▸ **Material supplied**:
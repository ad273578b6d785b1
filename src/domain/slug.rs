//! Group slug derivation and validation.
//!
//! Slugs are derived from group titles with the `slug` crate, which
//! transliterates non-ASCII input (e.g. Cyrillic titles such as
//! “Лев Толстой” become `lev-tolstoi`). Supplied slugs must already be in
//! canonical form: lowercase ASCII letters, digits, `-` or `_`.

use slug::slugify;
use thiserror::Error;

const MAX_SLUG_LEN: usize = 50;
const MAX_SUFFIX_ATTEMPTS: usize = 32;

#[derive(Debug, Error, PartialEq, Eq)]
pub enum SlugError {
    #[error("slug source text is empty")]
    EmptyInput,
    #[error("failed to derive slug from `{input}`")]
    Unrepresentable { input: String },
    #[error("slug `{slug}` may only contain lowercase letters, digits, `-` or `_`")]
    InvalidCharacters { slug: String },
    #[error("slug exceeds {MAX_SLUG_LEN} characters")]
    TooLong,
    #[error("exhausted attempts to find a unique slug for `{base}`")]
    Exhausted { base: String },
}

/// Derive a slug from a human-readable title.
pub fn derive_slug(input: &str) -> Result<String, SlugError> {
    if input.trim().is_empty() {
        return Err(SlugError::EmptyInput);
    }

    let mut candidate = slugify(input);
    if candidate.is_empty() {
        return Err(SlugError::Unrepresentable {
            input: input.to_string(),
        });
    }

    if candidate.len() > MAX_SLUG_LEN {
        candidate.truncate(MAX_SLUG_LEN);
        while candidate.ends_with('-') {
            candidate.pop();
        }
    }

    Ok(candidate)
}

/// Check that an operator-supplied slug is already canonical.
pub fn validate_slug(slug: &str) -> Result<(), SlugError> {
    if slug.is_empty() {
        return Err(SlugError::EmptyInput);
    }
    if slug.len() > MAX_SLUG_LEN {
        return Err(SlugError::TooLong);
    }
    let valid = slug
        .chars()
        .all(|ch| ch.is_ascii_lowercase() || ch.is_ascii_digit() || ch == '-' || ch == '_');
    if !valid {
        return Err(SlugError::InvalidCharacters {
            slug: slug.to_string(),
        });
    }
    Ok(())
}

/// Produce a slug that does not collide according to the supplied predicate.
///
/// `is_taken` returns `true` when the candidate already exists. Collisions are
/// retried with a monotonic suffix (`-2`, `-3`, …).
pub fn unique_slug<F>(input: &str, mut is_taken: F) -> Result<String, SlugError>
where
    F: FnMut(&str) -> bool,
{
    let base = derive_slug(input)?;

    if !is_taken(&base) {
        return Ok(base);
    }

    for attempt in 2..=MAX_SUFFIX_ATTEMPTS + 1 {
        let candidate = format!("{base}-{attempt}");
        if !is_taken(&candidate) {
            return Ok(candidate);
        }
    }

    Err(SlugError::Exhausted { base })
}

▸ **What you will do**:
Copy out the whole listing exactly as written.

▸ **Answer section**:
repository ad273578b6d785b1
filename src/domain/slug.rs
//! Group slug derivation and validation.
//!
//! Slugs are derived from group titles with the `slug` crate, which
//! transliterates non-ASCII input (e.g. Cyrillic titles such as
//! “Лев Толстой” become `lev-tolstoi`). Supplied slugs must already be in
//! canonical form: lowercase ASCII letters, digits, `-` or `_`.

use slug::slugify;
use thiserror::Error;

const MAX_SLUG_LEN: usize = 50;
const MAX_SUFFIX_ATTEMPTS: usize = 32;

#[derive(Debug, Error, PartialEq, Eq)]
pub enum SlugError {
    #[error("slug source text is empty")]
    EmptyInput,
    #[error("failed to derive slug from `{input}`")]
    Unrepresentable { input: String },
    #[error("slug `{slug}` may only contain lowercase letters, digits, `-` or `_`")]
    InvalidCharacters { slug: String },
    #[error("slug exceeds {MAX_SLUG_LEN} characters")]
    TooLong,
    #[error("exhausted attempts to find a unique slug for `{base}`")]
    Exhausted { base: String },
}

/// Derive a slug from a human-readable title.
pub fn derive_slug(input: &str) -> Result<String, SlugError> {
    if input.trim().is_empty() {
        return Err(SlugError::EmptyInput);
    }

    let mut candidate = slugify(input);
    if candidate.is_empty() {
        return Err(SlugError::Unrepresentable {
            input: input.to_string(),
        });
    }

    if candidate.len() > MAX_SLUG_LEN {
        candidate.truncate(MAX_SLUG_LEN);
        while candidate.ends_with('-') {
            candidate.pop();
        }
    }

    Ok(candidate)
}

/// Check that an operator-supplied slug is already canonical.
pub fn validate_slug(slug: &str) -> Result<(), SlugError> {
    if slug.is_empty() {
        return Err(SlugError::EmptyInput);
    }
    if slug.len() > MAX_SLUG_LEN {
        return Err(SlugError::TooLong);
    }
    let valid = slug
        .chars()
        .all(|ch| ch.is_ascii_lowercase() || ch.is_ascii_digit() || ch == '-' || ch == '_');
    if !valid {
        return Err(SlugError::InvalidCharacters {
            slug: slug.to_string(),
        });
    }
    Ok(())
}

/// Produce a slug that does not collide according to the supplied predicate.
///
/// `is_taken` returns `true` when the candidate already exists. Collisions are
/// retried with a monotonic suffix (`-2`, `-3`, …).
pub fn unique_slug<F>(input: &str, mut is_taken: F) -> Result<String, SlugError>
where
    F: FnMut(&str) -> bool,
{
    let base = derive_slug(input)?;

    if !is_taken(&base) {
        return Ok(base);
    }

    for attempt in 2..=MAX_SUFFIX_ATTEMPTS + 1 {
        let candidate = format!("{base}-{attempt}");
        if !is_taken(&candidate) {
            return Ok(candidate);
        }
    }

    Err(SlugError::Exhausted { base })
}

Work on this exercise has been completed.